Table 1.
Clinical characteristics of RA patients in serum cohort.
Figure 1.
ANGPTL4 is expressed by osteoclasts in RA.
(A) ANGPTL4 is strongly expressed by osteoclasts (arrows) in the RA synovium. Inset: Representative isotype control image. (B) Resorbing osteoclasts adjacent to bone (starred) express ANGPTL4. (C) ANGPTL4 (red) expression co-localises with cathepsin K-positive (green) osteoclasts. Representative images from n = 3 cases. (D) Cathepsin K-positive (green) osteoclasts in the OA synovium do not express detectable ANGPTL4 (red). All scale bars represent 100 µM.
Figure 2.
HIF-1α is expressed by osteoclasts in RA.
(A) HIF-1α expression by osteoclasts in the RA synovium (arrows). Representative image from n = 3 cases. (B) HIF-1α (green) and ANGPTL4 (red) expression co-localises in 2 bone-apposing osteoclasts (arrows). All scale bars represent 100 µM. (C) ANGPTL4 (solid lines) and SLC2A1 (Glut-1; dashed lines) mRNA expression in monocyte-derived osteoclasts from RA patients following 24 h exposure to normoxia or hypoxia (2% O2). Hypoxic fold-change in mRNA expression; *, p<0.05.
Figure 3.
ANGPTL4 and HIF-1α are expressed in RA synovial tissue.

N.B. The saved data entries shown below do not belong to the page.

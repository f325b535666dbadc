//! Region-constrained place search with distance ranking.

use std::sync::Arc;

use tracing::{debug, warn};

use super::types::{SearchError, SearchResult};
use crate::coord::{distance_meters, SearchRegion};
use crate::provider::{PlaceCandidate, PlaceLookup};

/// Issues lookups for a text query and ranks the answers by distance.
///
/// Upstream order is not trusted: results are always re-sorted by
/// straight-line distance from the region centre (stable, so equal distances
/// keep upstream order). The search future owns no shared state, so dropping
/// it mid-flight cancels the lookup without leaking partial results.
#[derive(Clone)]
pub struct PlaceSearchCoordinator {
    lookup: Arc<dyn PlaceLookup>,
}

impl std::fmt::Debug for PlaceSearchCoordinator {
    fn fmt(&self, f: &mut std::fmt::Formatter<'_>) -> std::fmt::Result {
        f.debug_struct("PlaceSearchCoordinator")
            .field("lookup", &self.lookup.name())
            .finish()
    }
}

impl PlaceSearchCoordinator {
    pub fn new(lookup: Arc<dyn PlaceLookup>) -> Self {
        Self { lookup }
    }

    /// Search for `query` inside `region`.
    ///
    /// # Errors
    ///
    /// - [`SearchError::InputInvalid`] if the query is blank (no lookup is made)
    /// - [`SearchError::Unavailable`] if the lookup service fails
    pub async fn search(
        &self,
        query: &str,
        region: &SearchRegion,
    ) -> Result<Vec<SearchResult>, SearchError> {
        let query = query.trim();
        if query.is_empty() {
            return Err(SearchError::InputInvalid);
        }

        let candidates = self.lookup.lookup(query, region).await.map_err(|e| {
            warn!(query, provider = self.lookup.name(), error = %e, "Place lookup failed");
            SearchError::from(e)
        })?;

        let results = rank_by_distance(candidates, region);
        debug!(query, count = results.len(), "Place search completed");
        Ok(results)
    }
}

/// Convert candidates to results ordered by ascending distance from the region centre.
pub fn rank_by_distance(candidates: Vec<PlaceCandidate>, region: &SearchRegion) -> Vec<SearchResult> {
    let mut results: Vec<SearchResult> = candidates
        .into_iter()
        .map(|c| SearchResult {
            distance_from_reference: distance_meters(&region.center, &c.coordinate),
            name: c.name,
            address_line: c.address,
            coordinate: c.coordinate,
        })
        .collect();

    // sort_by is stable: ties keep upstream order
    results.sort_by(|a, b| a.distance_from_reference.total_cmp(&b.distance_from_reference));
    results
}
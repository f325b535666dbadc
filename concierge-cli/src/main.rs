//! Concierge CLI - Command-line interface
//!
//! Drives the concierge kiosk core from a terminal: place search with ride
//! quotes, recommendation distances and streamed itinerary generation.

mod commands;
mod error;
mod runner;

use std::path::PathBuf;

use clap::{Parser, Subcommand};

use commands::config::ConfigCommands;
use commands::itinerary::ItineraryArgs;
use commands::search::SearchArgs;
use error::CliError;
use runner::CliRunner;

#[derive(Debug, Parser)]
#[command(name = "concierge")]
#[command(version, about = "Hotel concierge kiosk from the command line", long_about = None)]
struct Cli {
    /// Config file (default: <config dir>/concierge/concierge.ini)
    #[arg(long, global = true)]
    config: Option<PathBuf>,

    /// Use the built-in place catalog and never call network services
    #[arg(long, global = true)]
    offline: bool,

    #[command(subcommand)]
    command: Commands,
}

#[derive(Debug, Subcommand)]
enum Commands {
    /// Search for places near the hotel
    Search {
        /// What to look for, e.g. "pizza"
        #[arg(required = true)]
        query: Vec<String>,

        /// Quote a ride to the N-th result
        #[arg(long, value_name = "N")]
        select: Option<usize>,
    },

    /// Show how far named places are from the guest
    Distance {
        /// Place names (default: recommendations from the configured feed)
        names: Vec<String>,
    },

    /// Estimate a ride fare between two coordinates
    Ride {
        /// Destination as "lat,lon"
        to: String,

        /// Origin as "lat,lon" (default: the hotel)
        #[arg(long)]
        from: Option<String>,
    },

    /// Generate a personalised itinerary
    Itinerary {
        /// Guest profile JSON (default: [data] profile_path)
        #[arg(long)]
        profile: Option<PathBuf>,

        /// Recommendation feed JSON (default: [data] feed_path)
        #[arg(long)]
        feed: Option<PathBuf>,

        /// Replay a saved itinerary JSON document instead of calling the model
        #[arg(long)]
        script: Option<PathBuf>,
    },

    /// Manage the configuration file
    Config {
        #[command(subcommand)]
        command: ConfigCommands,
    },
}

fn main() {
    let cli = Cli::parse();
    if let Err(e) = run(cli) {
        e.exit();
    }
}

fn run(cli: Cli) -> Result<(), CliError> {
    let runner = CliRunner::new(cli.config, cli.offline)?;
    let runtime = tokio::runtime::Builder::new_multi_thread()
        .enable_all()
        .build()
        .map_err(|e| CliError::Config(format!("failed to start runtime: {}", e)))?;

    match cli.command {
        Commands::Search { query, select } => {
            runner.log_startup("search");
            let args = SearchArgs {
                query: query.join(" "),
                select,
            };
            runtime.block_on(commands::search::run(&runner, args))
        }
        Commands::Distance { names } => {
            runner.log_startup("distance");
            runtime.block_on(commands::distance::run(&runner, names))
        }
        Commands::Ride { to, from } => {
            runner.log_startup("ride");
            commands::ride::run(&runner, from.as_deref(), &to)
        }
        Commands::Itinerary {
            profile,
            feed,
            script,
        } => {
            runner.log_startup("itinerary");
            let args = ItineraryArgs {
                profile,
                feed,
                script,
            };
            runtime.block_on(commands::itinerary::run(&runner, args))
        }
        Commands::Config { command } => commands::config::run(&runner, command),
    }
}

#[cfg(test)]
mod tests {
    use super::*;

    #[test]
    fn test_search_joins_words_and_accepts_global_flags() {
        let cli = Cli::try_parse_from(["concierge", "search", "pizza", "near", "me", "--offline"])
            .unwrap();
        assert!(cli.offline);
        match cli.command {
            Commands::Search { query, select } => {
                assert_eq!(query.join(" "), "pizza near me");
                assert_eq!(select, None);
            }
            other => panic!("unexpected command: {:?}", other),
        }
    }

    #[test]
    fn test_search_requires_a_query() {
        assert!(Cli::try_parse_from(["concierge", "search"]).is_err());
    }

    #[test]
    fn test_itinerary_paths() {
        let cli = Cli::try_parse_from([
            "concierge",
            "--config",
            "/tmp/kiosk.ini",
            "itinerary",
            "--script",
            "demos/itinerary.json",
        ])
        .unwrap();
        assert_eq!(cli.config, Some(PathBuf::from("/tmp/kiosk.ini")));
        match cli.command {
            Commands::Itinerary { script, profile, .. } => {
                assert_eq!(script, Some(PathBuf::from("demos/itinerary.json")));
                assert!(profile.is_none());
            }
            other => panic!("unexpected command: {:?}", other),
        }
    }

    #[test]
    fn test_config_subcommands() {
        let cli = Cli::try_parse_from(["concierge", "config", "init", "--force"]).unwrap();
        assert!(matches!(
            cli.command,
            Commands::Config {
                command: ConfigCommands::Init { force: true }
            }
        ));
    }
}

(A) The RA synovium is strongly positive for ANGPTL4, as are adjacent blood vessels and surrounding stromal cells; (B) normal synovium shows weak, heterogeneous expression of ANGPTL4. (C) RA synovium is strongly positive for HIF-1α, as are adjacent blood vessels; (D) normal synovium generally does not express HIF-1α. (E) Synovial lining cells and stromal cells adjacent to lymphoid aggregates express ANGPTL4. Inset: ANGPTL4-positive plasma cells. (F) ANGPTL4 (red) is not expressed by B cells (CD20, green). (G) ANGPTL4 (red) is expressed by CD68-positive (green) macrophages adjacent to a lymphoid aggregate. (H) The OA synovium expresses elevated levels of both ANGPTL4 (left panel) and HIF-1α (right panel) compared with the normal synovium. Scale bars (A–F, H) represent 100 µM, scale bar (G) represents 50 µM.
Figure 4.
Serum and synovial fluid ANGPTL4 concentrations are elevated in RA.

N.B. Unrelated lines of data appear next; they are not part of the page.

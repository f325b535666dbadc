//! Coordinate types and validation.

use std::fmt;
use std::str::FromStr;

use serde::{Deserialize, Serialize};
use thiserror::Error;

/// Minimum valid latitude in degrees.
pub const MIN_LAT: f64 = -90.0;
/// Maximum valid latitude in degrees.
pub const MAX_LAT: f64 = 90.0;
/// Minimum valid longitude in degrees.
pub const MIN_LON: f64 = -180.0;
/// Maximum valid longitude in degrees.
pub const MAX_LON: f64 = 180.0;

/// Errors produced when building or parsing coordinates.
#[derive(Debug, Clone, PartialEq, Error)]
pub enum CoordError {
    #[error("Invalid latitude: {0} (must be between -90 and 90)")]
    InvalidLatitude(f64),

    #[error("Invalid longitude: {0} (must be between -180 and 180)")]
    InvalidLongitude(f64),

    #[error("Invalid coordinate '{0}': expected 'lat,lon'")]
    Malformed(String),
}

/// A WGS84 geographic coordinate in degrees.
#[derive(Debug, Clone, Copy, PartialEq, Serialize, Deserialize)]
pub struct Coordinate {
    pub latitude: f64,
    pub longitude: f64,
}

impl Coordinate {
    /// Create a coordinate without range checks.
    ///
    /// Intended for compile-time constants; use [`Coordinate::try_new`]
    /// for values that come from users or upstream services.
    pub const fn new(latitude: f64, longitude: f64) -> Self {
        Self {
            latitude,
            longitude,
        }
    }

    /// Create a coordinate, validating both components.
    pub fn try_new(latitude: f64, longitude: f64) -> Result<Self, CoordError> {
        if !(MIN_LAT..=MAX_LAT).contains(&latitude) {
            return Err(CoordError::InvalidLatitude(latitude));
        }
        if !(MIN_LON..=MAX_LON).contains(&longitude) {
            return Err(CoordError::InvalidLongitude(longitude));
        }
        Ok(Self::new(latitude, longitude))
    }
}

impl fmt::Display for Coordinate {
    fn fmt(&self, f: &mut fmt::Formatter<'_>) -> fmt::Result {
        write!(f, "{:.5},{:.5}", self.latitude, self.longitude)
    }
}

impl FromStr for Coordinate {
    type Err = CoordError;

    fn from_str(s: &str) -> Result<Self, Self::Err> {
        let (lat, lon) = s
            .split_once(',')
            .ok_or_else(|| CoordError::Malformed(s.to_string()))?;
        let lat: f64 = lat
            .trim()
            .parse()
            .map_err(|_| CoordError::Malformed(s.to_string()))?;
        let lon: f64 = lon
            .trim()
            .parse()
            .map_err(|_| CoordError::Malformed(s.to_string()))?;
        Self::try_new(lat, lon)
    }
}

/// How far a search region extends from its centre.
#[derive(Debug, Clone, Copy, PartialEq)]
pub enum RegionExtent {
    /// Square box reaching `meters` from the centre in each direction.
    Radius { meters: f64 },
    /// Box spanning the given number of degrees (full width, centred).
    Span { latitude_delta: f64, longitude_delta: f64 },
}

/// Axis-aligned latitude/longitude box.
#[derive(Debug, Clone, Copy, PartialEq)]
pub struct BoundingBox {
    pub min_lat: f64,
    pub min_lon: f64,
    pub max_lat: f64,
    pub max_lon: f64,
}

impl BoundingBox {
    /// Whether the coordinate lies inside the box (edges inclusive).
    pub fn contains(&self, coord: &Coordinate) -> bool {
        (self.min_lat..=self.max_lat).contains(&coord.latitude)
            && (self.min_lon..=self.max_lon).contains(&coord.longitude)
    }
}

/// A reference point plus the area around it that a lookup is constrained to.
#[derive(Debug, Clone, Copy, PartialEq)]
pub struct SearchRegion {
    pub center: Coordinate,
    pub extent: RegionExtent,
}

impl SearchRegion {
    /// Region reaching `meters` around `center`.
    pub fn radius(center: Coordinate, meters: f64) -> Self {
        Self {
            center,
            extent: RegionExtent::Radius { meters },
        }
    }

    /// Region spanning `degrees` of latitude and longitude around `center`.
    pub fn span(center: Coordinate, degrees: f64) -> Self {
        Self {
            center,
            extent: RegionExtent::Span {
                latitude_delta: degrees,
                longitude_delta: degrees,
            },
        }
    }

    /// Bounding box of the region, clamped to valid coordinate ranges.
    pub fn bounding_box(&self) -> BoundingBox {
        let (half_lat, half_lon) = match self.extent {
            RegionExtent::Radius { meters } => {
                let half_lat = meters / super::METERS_PER_DEGREE_LAT;
                let cos_lat = self.center.latitude.to_radians().cos().abs().max(1e-6);
                (half_lat, half_lat / cos_lat)
            }
            RegionExtent::Span {
                latitude_delta,
                longitude_delta,
            } => (latitude_delta / 2.0, longitude_delta / 2.0),
        };

        BoundingBox {
            min_lat: (self.center.latitude - half_lat).max(MIN_LAT),
            min_lon: (self.center.longitude - half_lon).max(MIN_LON),
            max_lat: (self.center.latitude + half_lat).min(MAX_LAT),
            max_lon: (self.center.longitude + half_lon).min(MAX_LON),
        }
    }
}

(A) Synovial fluid from RA patients contains more ANGPTL4 (203.3±264.8 ng/ml, range 68.7–847.3 ng/ml) than that from patients with non-inflammatory OA (64.4±13.6 ng/ml, range 50.4–82.2 ng/ml). *, p<0.05. (B) Serum from RA patients contains more ANGPTL4 (363.4±138.7 ng/ml, range 24.0–2235.0) than that from OA patients (39.0±3.4 ng/ml, range 11.9–100.5 ng/ml) or normal controls (45.8±6.7 ng/ml, range 6.5–154.7 ng/ml). **, p<0.01. (C) Serum from ‘high ANGPTL4’ RA patients is more likely to have detectable RANKL (black shading; RANKL-positive) than either serum from ‘low ANGPTL4’ RA patients or controls. White shading; RANKL-negative. *, p<0.05.